Start of Material for this task

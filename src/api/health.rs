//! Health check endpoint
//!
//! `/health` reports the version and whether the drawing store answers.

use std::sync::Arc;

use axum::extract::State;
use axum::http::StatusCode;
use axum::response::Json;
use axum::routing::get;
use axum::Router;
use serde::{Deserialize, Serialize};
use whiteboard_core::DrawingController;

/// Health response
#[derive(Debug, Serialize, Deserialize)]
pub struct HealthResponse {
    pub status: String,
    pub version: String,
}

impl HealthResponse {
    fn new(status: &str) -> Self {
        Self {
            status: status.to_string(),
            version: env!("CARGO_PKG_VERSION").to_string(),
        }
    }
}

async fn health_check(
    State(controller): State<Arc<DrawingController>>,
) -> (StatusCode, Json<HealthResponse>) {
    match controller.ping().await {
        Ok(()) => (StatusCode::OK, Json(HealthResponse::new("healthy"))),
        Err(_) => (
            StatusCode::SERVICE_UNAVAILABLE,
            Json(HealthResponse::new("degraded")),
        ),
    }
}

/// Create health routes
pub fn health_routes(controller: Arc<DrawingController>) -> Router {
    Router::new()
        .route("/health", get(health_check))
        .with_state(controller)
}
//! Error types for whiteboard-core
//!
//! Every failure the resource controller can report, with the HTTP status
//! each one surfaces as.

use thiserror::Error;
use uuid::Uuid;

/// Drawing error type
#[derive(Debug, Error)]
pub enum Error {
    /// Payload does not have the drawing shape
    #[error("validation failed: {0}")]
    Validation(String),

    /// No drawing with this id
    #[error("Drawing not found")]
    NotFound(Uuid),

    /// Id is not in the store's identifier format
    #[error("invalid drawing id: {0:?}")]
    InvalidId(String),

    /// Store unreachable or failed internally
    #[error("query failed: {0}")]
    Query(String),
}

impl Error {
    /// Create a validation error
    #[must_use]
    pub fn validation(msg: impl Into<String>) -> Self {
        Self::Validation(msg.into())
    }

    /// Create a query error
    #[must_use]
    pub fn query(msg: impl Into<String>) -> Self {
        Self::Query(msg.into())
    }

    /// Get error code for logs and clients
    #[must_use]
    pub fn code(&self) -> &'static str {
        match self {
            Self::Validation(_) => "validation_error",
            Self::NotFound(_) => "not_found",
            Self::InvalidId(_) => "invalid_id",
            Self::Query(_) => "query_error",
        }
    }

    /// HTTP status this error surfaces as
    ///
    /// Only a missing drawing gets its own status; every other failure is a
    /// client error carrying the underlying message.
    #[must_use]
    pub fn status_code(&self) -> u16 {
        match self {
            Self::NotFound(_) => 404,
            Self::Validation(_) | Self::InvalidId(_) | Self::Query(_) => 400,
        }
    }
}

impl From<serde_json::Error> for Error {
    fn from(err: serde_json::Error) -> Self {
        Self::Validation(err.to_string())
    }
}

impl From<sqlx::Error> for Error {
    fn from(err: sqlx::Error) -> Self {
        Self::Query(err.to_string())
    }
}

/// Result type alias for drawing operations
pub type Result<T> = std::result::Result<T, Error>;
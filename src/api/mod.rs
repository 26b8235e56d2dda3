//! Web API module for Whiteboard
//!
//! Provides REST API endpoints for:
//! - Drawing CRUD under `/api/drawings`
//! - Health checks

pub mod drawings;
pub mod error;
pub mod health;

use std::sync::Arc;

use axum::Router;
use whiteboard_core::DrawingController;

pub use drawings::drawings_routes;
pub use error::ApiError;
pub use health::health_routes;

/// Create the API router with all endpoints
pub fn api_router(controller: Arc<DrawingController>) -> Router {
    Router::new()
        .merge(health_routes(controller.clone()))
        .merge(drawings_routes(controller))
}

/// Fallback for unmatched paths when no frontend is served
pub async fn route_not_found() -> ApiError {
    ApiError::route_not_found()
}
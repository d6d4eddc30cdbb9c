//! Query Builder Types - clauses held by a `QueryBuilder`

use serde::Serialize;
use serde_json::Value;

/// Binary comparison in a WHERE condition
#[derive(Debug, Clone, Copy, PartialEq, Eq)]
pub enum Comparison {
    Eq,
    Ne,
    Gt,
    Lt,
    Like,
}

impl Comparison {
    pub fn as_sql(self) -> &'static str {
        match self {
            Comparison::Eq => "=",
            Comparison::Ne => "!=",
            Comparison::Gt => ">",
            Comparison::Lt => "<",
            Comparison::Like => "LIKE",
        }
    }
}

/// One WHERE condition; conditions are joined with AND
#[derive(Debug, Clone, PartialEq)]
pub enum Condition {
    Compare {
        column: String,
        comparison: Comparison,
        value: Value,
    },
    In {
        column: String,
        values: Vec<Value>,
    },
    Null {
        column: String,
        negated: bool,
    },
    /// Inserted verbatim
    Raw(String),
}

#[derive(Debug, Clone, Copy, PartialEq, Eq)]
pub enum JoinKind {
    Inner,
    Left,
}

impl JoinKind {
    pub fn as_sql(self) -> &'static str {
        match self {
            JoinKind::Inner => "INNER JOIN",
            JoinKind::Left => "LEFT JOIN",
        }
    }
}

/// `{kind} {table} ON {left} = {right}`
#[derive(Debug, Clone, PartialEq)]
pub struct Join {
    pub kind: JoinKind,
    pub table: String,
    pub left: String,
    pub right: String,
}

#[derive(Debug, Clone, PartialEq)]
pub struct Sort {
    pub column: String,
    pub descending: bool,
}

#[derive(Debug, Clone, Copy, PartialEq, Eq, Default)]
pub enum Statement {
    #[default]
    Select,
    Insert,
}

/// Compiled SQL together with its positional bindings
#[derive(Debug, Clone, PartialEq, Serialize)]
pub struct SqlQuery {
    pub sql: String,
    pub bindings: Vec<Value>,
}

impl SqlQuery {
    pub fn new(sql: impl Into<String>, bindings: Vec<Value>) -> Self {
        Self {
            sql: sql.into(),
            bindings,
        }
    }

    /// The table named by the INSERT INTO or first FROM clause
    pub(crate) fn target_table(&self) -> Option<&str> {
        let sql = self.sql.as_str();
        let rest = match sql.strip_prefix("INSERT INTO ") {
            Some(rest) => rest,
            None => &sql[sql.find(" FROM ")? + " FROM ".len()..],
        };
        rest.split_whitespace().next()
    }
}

End of Material for this task

Task details -> Reproduce each entry exactly, leaving out nothing.

Solution ->
filename src/api/health.rs
//! Health check endpoint
//!
//! `/health` reports the version and whether the drawing store answers.

use std::sync::Arc;

use axum::extract::State;
use axum::http::StatusCode;
use axum::response::Json;
use axum::routing::get;
use axum::Router;
use serde::{Deserialize, Serialize};
use whiteboard_core::DrawingController;

/// Health response
#[derive(Debug, Serialize, Deserialize)]
pub struct HealthResponse {
    pub status: String,
    pub version: String,
}

impl HealthResponse {
    fn new(status: &str) -> Self {
        Self {
            status: status.to_string(),
            version: env!("CARGO_PKG_VERSION").to_string(),
        }
    }
}

async fn health_check(
    State(controller): State<Arc<DrawingController>>,
) -> (StatusCode, Json<HealthResponse>) {
    match controller.ping().await {
        Ok(()) => (StatusCode::OK, Json(HealthResponse::new("healthy"))),
        Err(_) => (
            StatusCode::SERVICE_UNAVAILABLE,
            Json(HealthResponse::new("degraded")),
        ),
    }
}

/// Create health routes
pub fn health_routes(controller: Arc<DrawingController>) -> Router {
    Router::new()
        .route("/health", get(health_check))
        .with_state(controller)
}
//! Error types for whiteboard-core
//!
//! Every failure the resource controller can report, with the HTTP status
//! each one surfaces as.

use thiserror::Error;
use uuid::Uuid;

/// Drawing error type
#[derive(Debug, Error)]
pub enum Error {
    /// Payload does not have the drawing shape
    #[error("validation failed: {0}")]
    Validation(String),

    /// No drawing with this id
    #[error("Drawing not found")]
    NotFound(Uuid),

    /// Id is not in the store's identifier format
    #[error("invalid drawing id: {0:?}")]
    InvalidId(String),

    /// Store unreachable or failed internally
    #[error("query failed: {0}")]
    Query(String),
}

impl Error {
    /// Create a validation error
    #[must_use]
    pub fn validation(msg: impl Into<String>) -> Self {
        Self::Validation(msg.into())
    }

    /// Create a query error
    #[must_use]
    pub fn query(msg: impl Into<String>) -> Self {
        Self::Query(msg.into())
    }

    /// Get error code for logs and clients
    #[must_use]
    pub fn code(&self) -> &'static str {
        match self {
            Self::Validation(_) => "validation_error",
            Self::NotFound(_) => "not_found",
            Self::InvalidId(_) => "invalid_id",
            Self::Query(_) => "query_error",
        }
    }

    /// HTTP status this error surfaces as
    ///
    /// Only a missing drawing gets its own status; every other failure is a
    /// client error carrying the underlying message.
    #[must_use]
    pub fn status_code(&self) -> u16 {
        match self {
            Self::NotFound(_) => 404,
            Self::Validation(_) | Self::InvalidId(_) | Self::Query(_) => 400,
        }
    }
}

impl From<serde_json::Error> for Error {
    fn from(err: serde_json::Error) -> Self {
        Self::Validation(err.to_string())
    }
}

impl From<sqlx::Error> for Error {
    fn from(err: sqlx::Error) -> Self {
        Self::Query(err.to_string())
    }
}

/// Result type alias for drawing operations
pub type Result<T> = std::result::Result<T, Error>;
filename src/api/mod.rs
repository 26b8235e56d2dda3
//! Web API module for Whiteboard
//!
//! Provides REST API endpoints for:
//! - Drawing CRUD under `/api/drawings`
//! - Health checks

pub mod drawings;
pub mod error;
pub mod health;

use std::sync::Arc;

use axum::Router;
use whiteboard_core::DrawingController;

pub use drawings::drawings_routes;
pub use error::ApiError;
pub use health::health_routes;

/// Create the API router with all endpoints
pub fn api_router(controller: Arc<DrawingController>) -> Router {
    Router::new()
        .merge(health_routes(controller.clone()))
        .merge(drawings_routes(controller))
}

/// Fallback for unmatched paths when no frontend is served
pub async fn route_not_found() -> ApiError {
    ApiError::route_not_found()
}
repository d6d4eddc30cdbb9c
//! Query Builder Types - clauses held by a `QueryBuilder`

use serde::Serialize;
use serde_json::Value;

/// Binary comparison in a WHERE condition
#[derive(Debug, Clone, Copy, PartialEq, Eq)]
pub enum Comparison {
    Eq,
    Ne,
    Gt,
    Lt,
    Like,
}

impl Comparison {
    pub fn as_sql(self) -> &'static str {
        match self {
            Comparison::Eq => "=",
            Comparison::Ne => "!=",
            Comparison::Gt => ">",
            Comparison::Lt => "<",
            Comparison::Like => "LIKE",
        }
    }
}

/// One WHERE condition; conditions are joined with AND
#[derive(Debug, Clone, PartialEq)]
pub enum Condition {
    Compare {
        column: String,
        comparison: Comparison,
        value: Value,
    },
    In {
        column: String,
        values: Vec<Value>,
    },
    Null {
        column: String,
        negated: bool,
    },
    /// Inserted verbatim
    Raw(String),
}

#[derive(Debug, Clone, Copy, PartialEq, Eq)]
pub enum JoinKind {
    Inner,
    Left,
}

impl JoinKind {
    pub fn as_sql(self) -> &'static str {
        match self {
            JoinKind::Inner => "INNER JOIN",
            JoinKind::Left => "LEFT JOIN",
        }
    }
}

/// `{kind} {table} ON {left} = {right}`
#[derive(Debug, Clone, PartialEq)]
pub struct Join {
    pub kind: JoinKind,
    pub table: String,
    pub left: String,
    pub right: String,
}

#[derive(Debug, Clone, PartialEq)]
pub struct Sort {
    pub column: String,
    pub descending: bool,
}

#[derive(Debug, Clone, Copy, PartialEq, Eq, Default)]
pub enum Statement {
    #[default]
    Select,
    Insert,
}

/// Compiled SQL together with its positional bindings
#[derive(Debug, Clone, PartialEq, Serialize)]
pub struct SqlQuery {
    pub sql: String,
    pub bindings: Vec<Value>,
}

impl SqlQuery {
    pub fn new(sql: impl Into<String>, bindings: Vec<Value>) -> Self {
        Self {
            sql: sql.into(),
            bindings,
        }
    }

    /// The table named by the INSERT INTO or first FROM clause
    pub(crate) fn target_table(&self) -> Option<&str> {
        let sql = self.sql.as_str();
        let rest = match sql.strip_prefix("INSERT INTO ") {
            Some(rest) => rest,
            None => &sql[sql.find(" FROM ")? + " FROM ".len()..],
        };
        rest.split_whitespace().next()
    }
}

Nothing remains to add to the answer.